• [Data extracts]
◆ ◆ ◆

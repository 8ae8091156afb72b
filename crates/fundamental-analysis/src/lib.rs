//! Sector-aware financial ratio engine.
//!
//! Derives growth, profitability, payout, valuation and solidity indicators
//! from annual statements. Banks and insurers use net banking income as
//! revenue and their own solidity set; every other sector uses turnover.

pub mod calculator;
pub mod config;
pub mod forecast;
pub mod formulas;
pub mod sector_profile;
pub mod variant;

pub use calculator::RatioCalculator;
pub use config::CalculatorConfig;
pub use forecast::{CrossYearForecastEvaluator, ForecastConfig, IndicatorForecast, ProjectedIndicator};
pub use sector_profile::{SectorProfileResolver, FINANCIAL_SERVICES_SLUG};
pub use variant::VariantStrategy;

use analysis_core::{AnalysisError, IndicatorResult, SectorProfile, StatementRecord};

/// Resolves a statement's formula family and computes its indicators
#[derive(Debug, Clone, Default)]
pub struct FundamentalAnalysisEngine {
    resolver: SectorProfileResolver,
    config: CalculatorConfig,
}

impl FundamentalAnalysisEngine {
    pub fn new(resolver: SectorProfileResolver, config: CalculatorConfig) -> Self {
        Self { resolver, config }
    }

    pub fn resolver(&self) -> &SectorProfileResolver {
        &self.resolver
    }

    pub fn config(&self) -> &CalculatorConfig {
        &self.config
    }

    pub fn resolve_profile(&self, record: &StatementRecord) -> Result<SectorProfile, AnalysisError> {
        self.resolver.resolve(&record.sectors.official)
    }

    pub fn calculator_for(&self, record: &StatementRecord) -> Result<RatioCalculator, AnalysisError> {
        Ok(RatioCalculator::new(self.resolve_profile(record)?, self.config.clone()))
    }

    /// Indicators for year N, with year N-1 for growth when available.
    ///
    /// Fails only when the official sector is not in the resolver's table.
    pub fn calculate_indicators(
        &self,
        current: &StatementRecord,
        previous: Option<&StatementRecord>,
    ) -> Result<IndicatorResult, AnalysisError> {
        let calculator = self.calculator_for(current)?;
        Ok(calculator.calculate(current, previous))
    }
}
use serde::{Deserialize, Serialize};
use std::fmt;
use std::str::FromStr;

use crate::AnalysisError;

/// Sector taxonomies attached to a listed company
#[derive(Debug, Clone, PartialEq, Eq, Serialize, Deserialize)]
pub struct SectorClassification {
    /// Official exchange sector slug (drives the formula set)
    pub official: String,
    /// Internal reclassified sector slug, when one has been assigned
    #[serde(default)]
    pub reclassified: Option<String>,
}

impl SectorClassification {
    pub fn new(official: impl Into<String>) -> Self {
        Self {
            official: official.into(),
            reclassified: None,
        }
    }

    pub fn with_reclassified(mut self, reclassified: impl Into<String>) -> Self {
        self.reclassified = Some(reclassified.into());
        self
    }

    /// Sector id under the given scheme
    pub fn sector_for(&self, scheme: ClassificationScheme) -> Option<&str> {
        match scheme {
            ClassificationScheme::Official => Some(self.official.as_str()),
            ClassificationScheme::Reclassified => self.reclassified.as_deref(),
        }
    }
}

/// Which of the two sector taxonomies a benchmark bucket belongs to
#[derive(Debug, Clone, Copy, PartialEq, Eq, Hash, PartialOrd, Ord, Serialize, Deserialize)]
#[serde(rename_all = "snake_case")]
pub enum ClassificationScheme {
    Official,
    Reclassified,
}

impl ClassificationScheme {
    pub fn all() -> [Self; 2] {
        [Self::Official, Self::Reclassified]
    }

    pub fn as_str(&self) -> &'static str {
        match self {
            Self::Official => "official",
            Self::Reclassified => "reclassified",
        }
    }
}

impl fmt::Display for ClassificationScheme {
    fn fmt(&self, f: &mut fmt::Formatter<'_>) -> fmt::Result {
        f.write_str(self.as_str())
    }
}

/// Formula family applied to a company
#[derive(Debug, Clone, Copy, PartialEq, Eq, Hash, Serialize, Deserialize)]
#[serde(rename_all = "snake_case")]
pub enum SectorProfile {
    /// Banks and insurers: revenue is net banking income
    FinancialServices,
    /// Every other sector: revenue is turnover
    Standard,
}

/// Investment time-frame bucket used by downstream indicator weighting
#[derive(Debug, Clone, Copy, PartialEq, Eq, Hash, PartialOrd, Ord, Serialize, Deserialize)]
#[serde(rename_all = "snake_case")]
pub enum Horizon {
    ShortTerm,
    MediumTerm,
    LongTerm,
}

impl Horizon {
    pub fn all() -> [Self; 3] {
        [Self::ShortTerm, Self::MediumTerm, Self::LongTerm]
    }

    pub fn as_str(&self) -> &'static str {
        match self {
            Self::ShortTerm => "short_term",
            Self::MediumTerm => "medium_term",
            Self::LongTerm => "long_term",
        }
    }
}

impl fmt::Display for Horizon {
    fn fmt(&self, f: &mut fmt::Formatter<'_>) -> fmt::Result {
        f.write_str(self.as_str())
    }
}

impl FromStr for Horizon {
    type Err = AnalysisError;

    fn from_str(s: &str) -> Result<Self, Self::Err> {
        match s.trim().to_lowercase().as_str() {
            "short" | "short_term" | "court_terme" => Ok(Self::ShortTerm),
            "medium" | "medium_term" | "moyen_terme" => Ok(Self::MediumTerm),
            "long" | "long_term" | "long_terme" => Ok(Self::LongTerm),
            other => Err(AnalysisError::ConfigError(format!("unknown horizon '{}'", other))),
        }
    }
}

/// One company's annual financial statement.
///
/// Every financial field is optional: the ingestion pipeline fills what the
/// published accounts expose. Exactly one of `net_banking_income` and
/// `turnover` is expected, depending on the sector.
#[derive(Debug, Clone, Default, PartialEq, Serialize, Deserialize)]
pub struct StatementRecord {
    pub company_id: String,
    pub year: i32,
    pub sectors: SectorClassification,

    // Balance sheet
    pub total_fixed_assets: Option<f64>,
    pub current_assets: Option<f64>,
    pub total_assets: Option<f64>,
    pub customer_loans: Option<f64>,
    pub customer_deposits: Option<f64>,
    pub equity: Option<f64>,
    pub current_liabilities: Option<f64>,
    pub total_debt: Option<f64>,

    // Income statement
    pub net_banking_income: Option<f64>,
    pub turnover: Option<f64>,
    pub value_added: Option<f64>,
    pub ebit: Option<f64>,
    pub ebitda: Option<f64>,
    pub pre_tax_income: Option<f64>,
    pub net_income: Option<f64>,
    pub cost_of_risk: Option<f64>,
    pub capex: Option<f64>,

    // Shareholder / market data
    pub gross_dividends: Option<f64>,
    pub share_count: Option<f64>,
    pub per: Option<f64>,
    pub dividend_per_share: Option<f64>,
    pub share_price: Option<f64>,
}

impl Default for SectorClassification {
    fn default() -> Self {
        Self::new(String::new())
    }
}

/// Data-quality findings on a statement. Reported, never enforced.
#[derive(Debug, Clone, PartialEq, Serialize, Deserialize)]
pub enum DataQualityIssue {
    /// Both net banking income and turnover are populated
    BothRevenueFields,
    /// Neither revenue field is populated
    MissingRevenue,
    /// Total assets deviate from equity + current liabilities + debt
    Unbalanced {
        total_assets: f64,
        liabilities_and_equity: f64,
        relative_gap: f64,
    },
}

impl fmt::Display for DataQualityIssue {
    fn fmt(&self, f: &mut fmt::Formatter<'_>) -> fmt::Result {
        match self {
            Self::BothRevenueFields => f.write_str("both net banking income and turnover are set"),
            Self::MissingRevenue => f.write_str("no revenue field is set"),
            Self::Unbalanced {
                total_assets,
                liabilities_and_equity,
                relative_gap,
            } => write!(
                f,
                "unbalanced statement: assets {} vs liabilities+equity {} ({:.2}% gap)",
                total_assets,
                liabilities_and_equity,
                relative_gap * 100.0
            ),
        }
    }
}

impl StatementRecord {
    pub fn new(company_id: impl Into<String>, year: i32, sectors: SectorClassification) -> Self {
        Self {
            company_id: company_id.into(),
            year,
            sectors,
            ..Default::default()
        }
    }

    /// `total assets ≈ equity + current liabilities + total debt` within
    /// `tolerance` (relative). `None` when any operand is missing.
    pub fn is_balanced(&self, tolerance: f64) -> Option<bool> {
        self.balance_gap().map(|(_, _, gap)| gap <= tolerance)
    }

    fn balance_gap(&self) -> Option<(f64, f64, f64)> {
        let assets = self.total_assets?;
        let sum = self.equity? + self.current_liabilities? + self.total_debt?;
        if assets == 0.0 {
            return None;
        }
        Some((assets, sum, ((assets - sum) / assets).abs()))
    }

    /// Run the data-quality checks against this statement
    pub fn quality_issues(&self, balance_tolerance: f64) -> Vec<DataQualityIssue> {
        let mut issues = Vec::new();

        match (self.net_banking_income, self.turnover) {
            (Some(_), Some(_)) => issues.push(DataQualityIssue::BothRevenueFields),
            (None, None) => issues.push(DataQualityIssue::MissingRevenue),
            _ => {}
        }

        if let Some((total_assets, liabilities_and_equity, relative_gap)) = self.balance_gap() {
            if relative_gap > balance_tolerance {
                issues.push(DataQualityIssue::Unbalanced {
                    total_assets,
                    liabilities_and_equity,
                    relative_gap,
                });
            }
        }

        issues
    }
}

#[cfg(test)]
mod tests {
    use super::*;

    fn balanced() -> StatementRecord {
        StatementRecord {
            total_assets: Some(1000.0),
            equity: Some(400.0),
            current_liabilities: Some(350.0),
            total_debt: Some(250.0),
            turnover: Some(800.0),
            ..StatementRecord::new("SNTS", 2023, SectorClassification::new("telecommunications"))
        }
    }

    #[test]
    fn test_balanced_statement_has_no_issues() {
        let record = balanced();
        assert_eq!(record.is_balanced(0.01), Some(true));
        assert!(record.quality_issues(0.01).is_empty());
    }

    #[test]
    fn test_unbalanced_statement_is_reported() {
        let mut record = balanced();
        record.total_assets = Some(1100.0);
        assert_eq!(record.is_balanced(0.01), Some(false));
        let issues = record.quality_issues(0.01);
        assert_eq!(issues.len(), 1);
        assert!(matches!(issues[0], DataQualityIssue::Unbalanced { .. }));
    }

    #[test]
    fn test_balance_within_one_percent() {
        let mut record = balanced();
        record.total_assets = Some(1009.0);
        assert_eq!(record.is_balanced(0.01), Some(true));
    }

    #[test]
    fn test_balance_unknown_when_operand_missing() {
        let mut record = balanced();
        record.total_debt = None;
        assert_eq!(record.is_balanced(0.01), None);
    }

    #[test]
    fn test_revenue_field_checks() {
        let mut record = balanced();
        record.net_banking_income = Some(10.0);
        assert!(record.quality_issues(0.01).contains(&DataQualityIssue::BothRevenueFields));

        record.net_banking_income = None;
        record.turnover = None;
        assert!(record.quality_issues(0.01).contains(&DataQualityIssue::MissingRevenue));
    }

    #[test]
    fn test_sector_for_scheme() {
        let sectors = SectorClassification::new("services-financiers").with_reclassified("banques");
        assert_eq!(sectors.sector_for(ClassificationScheme::Official), Some("services-financiers"));
        assert_eq!(sectors.sector_for(ClassificationScheme::Reclassified), Some("banques"));
        assert_eq!(
            SectorClassification::new("energie").sector_for(ClassificationScheme::Reclassified),
            None
        );
    }

    #[test]
    fn test_horizon_parsing() {
        assert_eq!("short".parse::<Horizon>().unwrap(), Horizon::ShortTerm);
        assert_eq!("Moyen_Terme".parse::<Horizon>().unwrap(), Horizon::MediumTerm);
        assert_eq!("long_term".parse::<Horizon>().unwrap(), Horizon::LongTerm);
        assert!("decade".parse::<Horizon>().is_err());
    }
}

◆ ◆ ◆

• [Assignment] Pull from the data each line where the string "previous" turns up.

• [Expected answer]
        previous: Option<&StatementRecord>,
        Ok(calculator.calculate(current, previous))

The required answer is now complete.